IMF Executive Board Concludes 2005 Article IV Consultation with Austria

Public Information Notices (PINs) form part of the IMF's efforts to promote transparency of the IMF's views and analysis of economic developments and policies. With the consent of the country (or countries) concerned, PINs are issued after Executive Board discussions of Article IV consultations with member countries, of its surveillance of developments at the regional level, of post-program monitoring, and of ex post assessments of member countries with longer-term program engagements. PINs are also issued after Executive Board discussions of general policy matters, unless otherwise decided by the Executive Board in a particular case. The staff report (use the free Adobe Acrobat Reader to view this pdf file) for the 2005 Article IV consultation with Austria is also available.

On July 20, 2005, the Executive Board of the International Monetary Fund (IMF) concluded the Article IV consultation with Austria.1

Background

Economic activity gathered speed in 2004, supported mostly by strong export performance. Growth of real GDP rose to 2.2 percent in 2004 from 0.8 percent in 2003. Consumption growth was modest, in view of small gains in employment and nominal wage growth barely matching inflation.
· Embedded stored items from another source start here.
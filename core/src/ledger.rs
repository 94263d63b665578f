//! The ledger facade: the public operation surface.
//!
//! # Architecture
//!
//! ```text
//! Ledger
//! ├── rules: LedgerRules (admission + retirement thresholds)
//! ├── registry: AccountRegistry (identity -> account)
//! ├── periods: PeriodLedger (cutoff state machine + buckets)
//! └── filed: set of accounts already in a retirement record
//! ```
//!
//! Every mutation validates completely before it writes, so a rejected call
//! leaves the ledger exactly as it was.

use std::collections::BTreeSet;
use std::time::Duration;

use pension_types::{
    Account, AccountBalance, AccountId, Amount, ContributionEntry, Identity, LedgerError,
    LedgerRules, Period, PeriodId, RetireeEntry, Timestamp,
};

use crate::period::{Cutoff, PeriodLedger};
use crate::registry::{AccountRegistry, Enrollment};
use crate::retirement;
use crate::splitter::{checked_split, split_total};

/// Outcome of a cutoff advance.
#[derive(Debug, Clone, PartialEq, Eq)]
pub struct CutoffReport {
    pub closed: PeriodId,
    pub opened: PeriodId,
    /// Accounts filed into the closed period's retirement record.
    pub retirees: Vec<AccountId>,
}

/// Ledger-wide sums over every account.
#[derive(Debug, Clone, Copy, PartialEq, Eq, Default)]
pub struct PoolTotals {
    pub contributions: u128,
    pub savings: u128,
    pub solidarity: u128,
}

#[derive(Debug, Clone)]
pub struct Ledger {
    rules: LedgerRules,
    registry: AccountRegistry,
    periods: PeriodLedger,
    filed: BTreeSet<AccountId>,
}

impl Ledger {
    /// Empty ledger whose first period opens at `genesis`.
    #[must_use]
    pub fn new(rules: LedgerRules, genesis: Timestamp) -> Self {
        Self {
            rules,
            registry: AccountRegistry::new(),
            periods: PeriodLedger::new(genesis),
            filed: BTreeSet::new(),
        }
    }

    pub(crate) fn from_parts(
        rules: LedgerRules,
        registry: AccountRegistry,
        periods: PeriodLedger,
        filed: BTreeSet<AccountId>,
    ) -> Self {
        Self {
            rules,
            registry,
            periods,
            filed,
        }
    }

    #[must_use]
    pub fn rules(&self) -> &LedgerRules {
        &self.rules
    }

    /// Open an account and record its first contribution in the open period.
    ///
    /// `now` becomes the account's creation instant and may not precede the
    /// latest cutoff.
    pub fn mint(&mut self, enrollment: Enrollment, now: Timestamp) -> Result<AccountId, LedgerError> {
        self.periods.ensure_not_before_latest(now)?;
        let contribution = enrollment.contribution;
        let id = self.registry.open(&self.rules, enrollment, now)?;
        let split = split_total(contribution);
        self.registry.credit(id, split)?;
        let period = self.periods.current_period();
        self.periods.record(period, id, contribution)?;

        tracing::info!(
            account = %id,
            period = %period,
            contribution,
            savings = split.savings,
            solidarity = split.solidarity,
            "Pension account minted"
        );
        Ok(id)
    }

    /// Add `amount` to an account owned by `identity`.
    pub fn deposit(
        &mut self,
        account_id: AccountId,
        identity: &Identity,
        amount: Amount,
    ) -> Result<(), LedgerError> {
        let account = self.registry.authorize(account_id, identity)?;
        let split = checked_split(account.cumulative_contribution, amount)
            .ok_or(LedgerError::Overflow {
                account: account_id,
            })?;
        self.registry.credit(account_id, split)?;
        let period = self.periods.current_period();
        self.periods.record(period, account_id, amount)?;

        tracing::info!(
            account = %account_id,
            period = %period,
            amount,
            total = split.total,
            "Deposit recorded"
        );
        Ok(())
    }

    /// Close the open period at `now`, file newly eligible retirees under it,
    /// and open the next period.
    pub fn advance_cutoff(&mut self, now: Timestamp) -> Result<CutoffReport, LedgerError> {
        let Cutoff { closing, opened } = self.periods.advance(now)?;

        let retirees = retirement::scan(self.registry.all(), now, &self.filed);
        tracing::debug!(period = %closing, found = retirees.len(), "Retirement scan complete");

        let mut entries = Vec::with_capacity(retirees.len());
        for &account_id in &retirees {
            let owner = self.registry.get(account_id)?.owner.clone();
            self.registry.mark_retired(account_id, closing)?;
            self.filed.insert(account_id);
            entries.push(RetireeEntry { account_id, owner });
        }
        self.periods.file_retirees(closing, entries)?;

        tracing::info!(
            closed = %closing,
            opened = %opened,
            retirees = retirees.len(),
            "Cutoff advanced"
        );
        Ok(CutoffReport {
            closed: closing,
            opened,
            retirees,
        })
    }

    #[must_use]
    pub fn current_cutoff(&self) -> PeriodId {
        self.periods.current_period()
    }

    #[must_use]
    pub fn already_registered(&self, identity: &Identity) -> bool {
        self.registry.already_registered(identity)
    }

    #[must_use]
    pub fn account_of(&self, identity: &Identity) -> Option<AccountId> {
        self.registry.account_of(identity)
    }

    pub fn account_balance(&self, account_id: AccountId) -> Result<AccountBalance, LedgerError> {
        Ok(self.registry.get(account_id)?.balance())
    }

    pub fn query_account(&self, account_id: AccountId) -> Result<&Account, LedgerError> {
        self.registry.get(account_id)
    }

    pub fn query_period(&self, period: PeriodId) -> Result<&Period, LedgerError> {
        self.periods.period(period)
    }

    pub fn period_bucket(&self, period: PeriodId) -> Result<&[ContributionEntry], LedgerError> {
        self.periods.bucket(period)
    }

    pub fn period_total(&self, period: PeriodId) -> Result<Amount, LedgerError> {
        self.periods.bucket_total(period)
    }

    pub fn retirement_record(&self, period: PeriodId) -> Result<&[RetireeEntry], LedgerError> {
        self.periods.retirees(period)
    }

    #[must_use]
    pub fn retirement_age_threshold(&self) -> Duration {
        self.rules.retirement_age_threshold()
    }

    pub fn accounts(&self) -> impl Iterator<Item = &Account> {
        self.registry.all()
    }

    pub fn periods(&self) -> impl Iterator<Item = &Period> {
        self.periods.periods()
    }

    #[must_use]
    pub fn pool_totals(&self) -> PoolTotals {
        self.registry
            .all()
            .fold(PoolTotals::default(), |mut totals, account| {
                totals.contributions += u128::from(account.cumulative_contribution);
                totals.savings += u128::from(account.cumulative_savings);
                totals.solidarity += u128::from(account.cumulative_solidarity);
                totals
            })
    }
}
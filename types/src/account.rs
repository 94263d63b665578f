use serde::{Deserialize, Serialize};

use crate::{AccountId, Amount, BiologicalSex, Identity, PeriodId, Timestamp};

/// A participant's pension account.
///
/// Created once per identity and never destroyed. Deposits change only the
/// three running totals; `retired_in` is set once, when a cutoff advance
/// files the account into a retirement record.
///
/// Invariant: `cumulative_savings + cumulative_solidarity ==
/// cumulative_contribution`, with savings the floored 24% share of the total.
#[derive(Debug, Clone, PartialEq, Eq, Serialize, Deserialize)]
pub struct Account {
    pub id: AccountId,
    pub owner: Identity,
    pub biological_sex: BiologicalSex,
    pub birth_year: i32,
    /// Age in years as declared at creation. Never recomputed.
    pub age: u32,
    pub created_at: Timestamp,
    pub retirement_at: Timestamp,
    pub cumulative_contribution: Amount,
    pub cumulative_savings: Amount,
    pub cumulative_solidarity: Amount,
    #[serde(default)]
    pub retired_in: Option<PeriodId>,
}

impl Account {
    #[must_use]
    pub fn balance(&self) -> AccountBalance {
        AccountBalance {
            age: self.age,
            created_at: self.created_at,
            retirement_at: self.retirement_at,
            total_savings: self.cumulative_savings,
            total_solidary: self.cumulative_solidarity,
            cumulative_contribution: self.cumulative_contribution,
            retired_in: self.retired_in,
        }
    }

    #[must_use]
    pub fn is_retired(&self) -> bool {
        self.retired_in.is_some()
    }

    #[must_use]
    pub fn is_eligible_at(&self, now: Timestamp) -> bool {
        self.retirement_at <= now
    }
}

/// Read-only balance view returned by `account_balance`.
#[derive(Debug, Clone, Copy, PartialEq, Eq, Serialize)]
pub struct AccountBalance {
    pub age: u32,
    pub created_at: Timestamp,
    pub retirement_at: Timestamp,
    pub total_savings: Amount,
    pub total_solidary: Amount,
    pub cumulative_contribution: Amount,
    pub retired_in: Option<PeriodId>,
}
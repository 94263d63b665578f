//! Account registry: one account per identity.

use std::collections::HashMap;
use std::slice;

use pension_types::{
    Account, AccountId, Amount, BiologicalSex, Identity, LedgerError, LedgerRules, MAX_AMOUNT,
    PeriodId, SECONDS_PER_YEAR, Timestamp,
};

use crate::splitter::Split;

/// Everything a participant declares when opening an account.
#[derive(Debug, Clone, PartialEq, Eq)]
pub struct Enrollment {
    pub identity: Identity,
    pub biological_sex: BiologicalSex,
    pub age: u32,
    pub birth_year: i32,
    pub contribution: Amount,
}

/// Owns every [`Account`], indexed by sequential id and by owner identity.
///
/// Accounts are stored in creation order, so `accounts[id]` is the account
/// with that id and iteration order is registry order.
#[derive(Debug, Clone, Default)]
pub struct AccountRegistry {
    accounts: Vec<Account>,
    by_identity: HashMap<Identity, AccountId>,
}

impl AccountRegistry {
    #[must_use]
    pub fn new() -> Self {
        Self::default()
    }

    /// Rebuild from persisted accounts. Ids must be `0..n` in order and
    /// owners must be unique.
    pub(crate) fn from_accounts(accounts: Vec<Account>) -> Result<Self, LedgerError> {
        let mut by_identity = HashMap::with_capacity(accounts.len());
        for (index, account) in accounts.iter().enumerate() {
            if account.id.value() != index as u64 {
                return Err(LedgerError::CorruptSnapshot(format!(
                    "account at position {index} has id {}",
                    account.id
                )));
            }
            if by_identity
                .insert(account.owner.clone(), account.id)
                .is_some()
            {
                return Err(LedgerError::CorruptSnapshot(format!(
                    "identity {} owns more than one account",
                    account.owner
                )));
            }
        }
        Ok(Self {
            accounts,
            by_identity,
        })
    }

    /// Create an account with zero totals. The caller credits the opening
    /// contribution.
    ///
    /// Every check runs before anything is stored: a rejected enrollment
    /// leaves the registry untouched.
    pub fn open(
        &mut self,
        rules: &LedgerRules,
        enrollment: Enrollment,
        now: Timestamp,
    ) -> Result<AccountId, LedgerError> {
        let id = self.next_id();
        self.validate(rules, &enrollment)?;
        if enrollment.contribution > MAX_AMOUNT {
            return Err(LedgerError::Overflow { account: id });
        }
        let retirement_at =
            retirement_instant(rules, enrollment.age, now).ok_or(LedgerError::Overflow {
                account: id,
            })?;

        let Enrollment {
            identity,
            biological_sex,
            age,
            birth_year,
            ..
        } = enrollment;

        self.by_identity.insert(identity.clone(), id);
        self.accounts.push(Account {
            id,
            owner: identity,
            biological_sex,
            birth_year,
            age,
            created_at: now,
            retirement_at,
            cumulative_contribution: 0,
            cumulative_savings: 0,
            cumulative_solidarity: 0,
            retired_in: None,
        });
        Ok(id)
    }

    fn validate(&self, rules: &LedgerRules, enrollment: &Enrollment) -> Result<(), LedgerError> {
        if let Some(&account) = self.by_identity.get(&enrollment.identity) {
            return Err(LedgerError::AlreadyExists {
                identity: enrollment.identity.clone(),
                account,
            });
        }
        if enrollment.age < rules.minimum_age() {
            return Err(LedgerError::Underage {
                age: enrollment.age,
                minimum: rules.minimum_age(),
            });
        }
        if enrollment.contribution < rules.minimum_contribution() {
            return Err(LedgerError::BelowMinimum {
                amount: enrollment.contribution,
                minimum: rules.minimum_contribution(),
            });
        }
        Ok(())
    }

    /// Check that `identity` owns `account_id`.
    pub fn authorize(
        &self,
        account_id: AccountId,
        identity: &Identity,
    ) -> Result<&Account, LedgerError> {
        let account = self.get(account_id)?;
        if &account.owner != identity {
            return Err(LedgerError::NotOwner {
                account: account_id,
                identity: identity.clone(),
            });
        }
        Ok(account)
    }

    pub fn get(&self, account_id: AccountId) -> Result<&Account, LedgerError> {
        usize::try_from(account_id.value())
            .ok()
            .and_then(|index| self.accounts.get(index))
            .ok_or(LedgerError::AccountNotFound(account_id))
    }

    fn get_mut(&mut self, account_id: AccountId) -> Result<&mut Account, LedgerError> {
        usize::try_from(account_id.value())
            .ok()
            .and_then(|index| self.accounts.get_mut(index))
            .ok_or(LedgerError::AccountNotFound(account_id))
    }

    #[must_use]
    pub fn already_registered(&self, identity: &Identity) -> bool {
        self.by_identity.contains_key(identity)
    }

    #[must_use]
    pub fn account_of(&self, identity: &Identity) -> Option<AccountId> {
        self.by_identity.get(identity).copied()
    }

    /// Every account in registry order. The iterator is `Clone`, so a scan
    /// can be restarted over the same consistent view.
    pub fn all(&self) -> slice::Iter<'_, Account> {
        self.accounts.iter()
    }

    #[must_use]
    pub fn len(&self) -> usize {
        self.accounts.len()
    }

    #[must_use]
    pub fn is_empty(&self) -> bool {
        self.accounts.is_empty()
    }

    /// Replace an account's running totals with a freshly computed split.
    pub(crate) fn credit(&mut self, account_id: AccountId, split: Split) -> Result<(), LedgerError> {
        let account = self.get_mut(account_id)?;
        account.cumulative_contribution = split.total;
        account.cumulative_savings = split.savings;
        account.cumulative_solidarity = split.solidarity;
        Ok(())
    }

    pub(crate) fn mark_retired(
        &mut self,
        account_id: AccountId,
        period: PeriodId,
    ) -> Result<(), LedgerError> {
        self.get_mut(account_id)?.retired_in = Some(period);
        Ok(())
    }

    fn next_id(&self) -> AccountId {
        AccountId::new(self.accounts.len() as u64)
    }
}

/// `created_at + (retirement age - declared age)`, both in ledger seconds.
///
/// Falls before `now` when the declared age already exceeds the retirement
/// age; such an account retires at the next cutoff.
fn retirement_instant(rules: &LedgerRules, age: u32, now: Timestamp) -> Option<Timestamp> {
    let age_seconds = i64::from(age).checked_mul(SECONDS_PER_YEAR)?;
    let remaining = rules.retirement_age_seconds().checked_sub(age_seconds)?;
    now.checked_add_seconds(remaining)
}
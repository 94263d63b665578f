//! Accounting engine for the pooled pension ledger.
//!
//! Participants open one account each, contribute over time, and every
//! contribution total is split into a personal savings share and a pooled
//! solidarity share. Contributions are bucketed by the accounting period
//! (cutoff) that was open when they arrived; each cutoff advance files the
//! accounts that have reached retirement into the closing period's record.
//!
//! [`Ledger`] is the operation surface; [`SharedLedger`] wraps it behind a
//! single lock for multi-threaded hosts.

pub mod period;
pub mod registry;
pub mod retirement;
pub mod splitter;

mod ledger;
mod shared;
mod snapshot;

pub use ledger::{CutoffReport, Ledger, PoolTotals};
pub use period::{Cutoff, PeriodLedger};
pub use registry::{AccountRegistry, Enrollment};
pub use shared::SharedLedger;
pub use snapshot::LedgerSnapshot;
pub use splitter::{SAVINGS_PERCENT, Split, checked_split, split_total};
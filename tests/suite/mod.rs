//! Integration test suite modules

mod cli;
mod persistence;
mod scenarios;
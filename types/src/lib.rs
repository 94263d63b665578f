//! Core domain types for the pension ledger.
//!
//! This crate contains pure domain types with no IO, no async, and minimal dependencies.
//! Everything here can be used from any layer of the application.

mod account;
mod error;
mod identity;
mod ids;
mod period;
mod settings;
mod time;

pub use account::{Account, AccountBalance};
pub use error::{ErrorKind, LedgerError};
pub use identity::{BiologicalSex, EmptyIdentityError, Identity, ParseSexError};
pub use ids::{AccountId, PeriodId};
pub use period::{ContributionEntry, Period, RetireeEntry};
pub use settings::{LedgerRules, RulesError};
pub use time::{SECONDS_PER_YEAR, Timestamp};

/// Monetary amount in the smallest currency unit.
pub type Amount = u64;

/// Ceiling for any running total. Totals are persisted as signed 64-bit
/// integers, so nothing above `i64::MAX` is ever accepted.
pub const MAX_AMOUNT: Amount = i64::MAX as Amount;
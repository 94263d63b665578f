//! Shared test utilities and fixtures
//!
//! Common infrastructure for integration tests.

#![allow(dead_code)]

use std::path::Path;
use std::process::{Command, Output};

use pension_core::Enrollment;
use pension_types::{Amount, BiologicalSex, Identity, Timestamp};

/// First period of every fixture ledger.
pub const GENESIS: Timestamp = Timestamp::from_unix_seconds(1_700_000_000);

/// `GENESIS` shifted by `offset` seconds.
pub fn at(offset: i64) -> Timestamp {
    Timestamp::from_unix_seconds(GENESIS.as_unix_seconds() + offset)
}

pub fn identity(value: &str) -> Identity {
    Identity::new(value).expect("fixture identity is non-empty")
}

/// Enrollment matching the reference participant: 26 years old, born 1996.
pub fn enrollment(owner: &str, contribution: Amount) -> Enrollment {
    enrollment_aged(owner, 26, contribution)
}

pub fn enrollment_aged(owner: &str, age: u32, contribution: Amount) -> Enrollment {
    Enrollment {
        identity: identity(owner),
        biological_sex: BiologicalSex::Male,
        age,
        birth_year: 2022 - age as i32,
        contribution,
    }
}

/// Run the `pension` binary against an isolated home directory.
///
/// `HOME` points into `home` so logs and the default config stay inside the
/// test's temp directory.
pub fn pension(home: &Path, args: &[&str]) -> Output {
    Command::new(env!("CARGO_BIN_EXE_pension"))
        .args(args)
        .env("HOME", home)
        .env_remove("PENSION_CONFIG")
        .env_remove("RUST_LOG")
        .current_dir(home)
        .output()
        .expect("spawn pension binary")
}

pub fn stdout(output: &Output) -> String {
    String::from_utf8_lossy(&output.stdout).into_owned()
}

pub fn stderr(output: &Output) -> String {
    String::from_utf8_lossy(&output.stderr).into_owned()
}
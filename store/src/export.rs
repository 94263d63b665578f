//! JSON export of a ledger snapshot.

use std::path::Path;

use anyhow::{Context, Result};

use pension_core::LedgerSnapshot;

use crate::atomic_write::{AtomicWriteOptions, atomic_write_with_options, recover_bak_file};

/// Write `snapshot` to `path` as pretty-printed JSON, replacing any existing
/// file atomically.
pub fn export_snapshot(path: impl AsRef<Path>, snapshot: &LedgerSnapshot) -> Result<()> {
    let path = path.as_ref();
    recover_bak_file(path);

    let mut bytes =
        serde_json::to_vec_pretty(snapshot).context("Failed to serialize ledger snapshot")?;
    bytes.push(b'\n');
    let options = AtomicWriteOptions {
        dir_sync: true,
        ..AtomicWriteOptions::default()
    };
    atomic_write_with_options(path, &bytes, options)
        .with_context(|| format!("Failed to write export to {}", path.display()))?;

    tracing::info!(
        path = %path.display(),
        accounts = snapshot.accounts.len(),
        periods = snapshot.periods.len(),
        "Ledger exported"
    );
    Ok(())
}

/// Read a snapshot previously written by [`export_snapshot`].
pub fn read_export(path: impl AsRef<Path>) -> Result<LedgerSnapshot> {
    let path = path.as_ref();
    let bytes =
        std::fs::read(path).with_context(|| format!("Failed to read export {}", path.display()))?;
    serde_json::from_slice(&bytes)
        .with_context(|| format!("Failed to parse export {}", path.display()))
}
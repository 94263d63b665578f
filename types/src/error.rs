use thiserror::Error;

use crate::{AccountId, Amount, Identity, PeriodId, Timestamp};

/// Coarse classification of a [`LedgerError`].
///
/// Callers branch on the kind; the variant carries the detail for messages.
#[derive(Debug, Clone, Copy, PartialEq, Eq, Hash)]
pub enum ErrorKind {
    /// Input rejected by an admission rule before any mutation.
    Validation,
    /// The caller is not the owner of the account it tried to mutate.
    Authorization,
    /// Unknown account or period id.
    NotFound,
    /// The identity already holds an account.
    Conflict,
    /// Ordering or consistency violation in the host or persisted state.
    Invariant,
}

#[derive(Debug, Clone, PartialEq, Eq, Error)]
pub enum LedgerError {
    #[error("{identity} already generated pension account {account}")]
    AlreadyExists {
        identity: Identity,
        account: AccountId,
    },
    #[error("participants must be {minimum} years or older (declared age {age})")]
    Underage { age: u32, minimum: u32 },
    #[error("contribution {amount} does not reach the minimum of {minimum}")]
    BelowMinimum { amount: Amount, minimum: Amount },
    #[error("{identity} does not own pension account {account}")]
    NotOwner {
        account: AccountId,
        identity: Identity,
    },
    #[error("pension account {0} not found")]
    AccountNotFound(AccountId),
    #[error("period {0} not found")]
    PeriodNotFound(PeriodId),
    #[error("period {period} is closed (open period is {current})")]
    PeriodClosed { period: PeriodId, current: PeriodId },
    #[error("instant {requested} is earlier than the latest cutoff at {latest}")]
    NonMonotonic {
        latest: Timestamp,
        requested: Timestamp,
    },
    #[error("contribution total of account {account} overflows")]
    Overflow { account: AccountId },
    #[error("retirement record of period {0} cannot be filed")]
    RetirementNotFileable(PeriodId),
    #[error("corrupt ledger snapshot: {0}")]
    CorruptSnapshot(String),
}

impl LedgerError {
    #[must_use]
    pub const fn kind(&self) -> ErrorKind {
        match self {
            Self::Underage { .. } | Self::BelowMinimum { .. } => ErrorKind::Validation,
            Self::NotOwner { .. } => ErrorKind::Authorization,
            Self::AccountNotFound(_) | Self::PeriodNotFound(_) | Self::PeriodClosed { .. } => {
                ErrorKind::NotFound
            }
            Self::AlreadyExists { .. } => ErrorKind::Conflict,
            Self::NonMonotonic { .. }
            | Self::Overflow { .. }
            | Self::RetirementNotFileable(_)
            | Self::CorruptSnapshot(_) => ErrorKind::Invariant,
        }
    }
}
Investment demand continued to expand, benefiting from the improved prospects for exports and the extension of tax incentives through end-2004. The export boom that began in early 2004 (exports of goods surged over 12 percent in real terms in 2004) lost momentum towards the end of the year, but still made a considerable contribution to growth.

Short-term prospects are relatively favorable. Economic growth is expected to slow down to slightly below 2 percent in 2005 with a slight increase projected for 2006, while inflation is estimated to remain low and stable over this period. There are uncertainties related to the behavior of consumption and external developments, however, and downside risks to this outlook warrant close monitoring.

The fiscal policy stance became more accommodative in 2004. Concerned about a faltering recovery, the authorities took discretionary fiscal measures after the passage of the 2004 budget, namely a fiscal package announced in late 2003 with measures aimed primarily at supporting Research & Development and investment, and the front-loading in 2004 of some of the tax measures initially planned for 2005. In the event, the budgetary cost of these measures was larger than planned. Against an initial budget deficit target of 0.7 percent of GDP, the additional measures—plus higher spending on pensions of civil servants due to a surge of early retirements in view of pension reform—contributed to a widening of the general government deficit to 1.2 percent of GDP in 2004 and a fiscal impulse of nearly ½ percent of GDP. There will be a temporary widening of the deficit in 2005-06 resulting from tax reform preceding compensating expenditure measures. The authorities plan for a gradual return to a balanced budget during 2007-2008, when expenditure measures come on stream.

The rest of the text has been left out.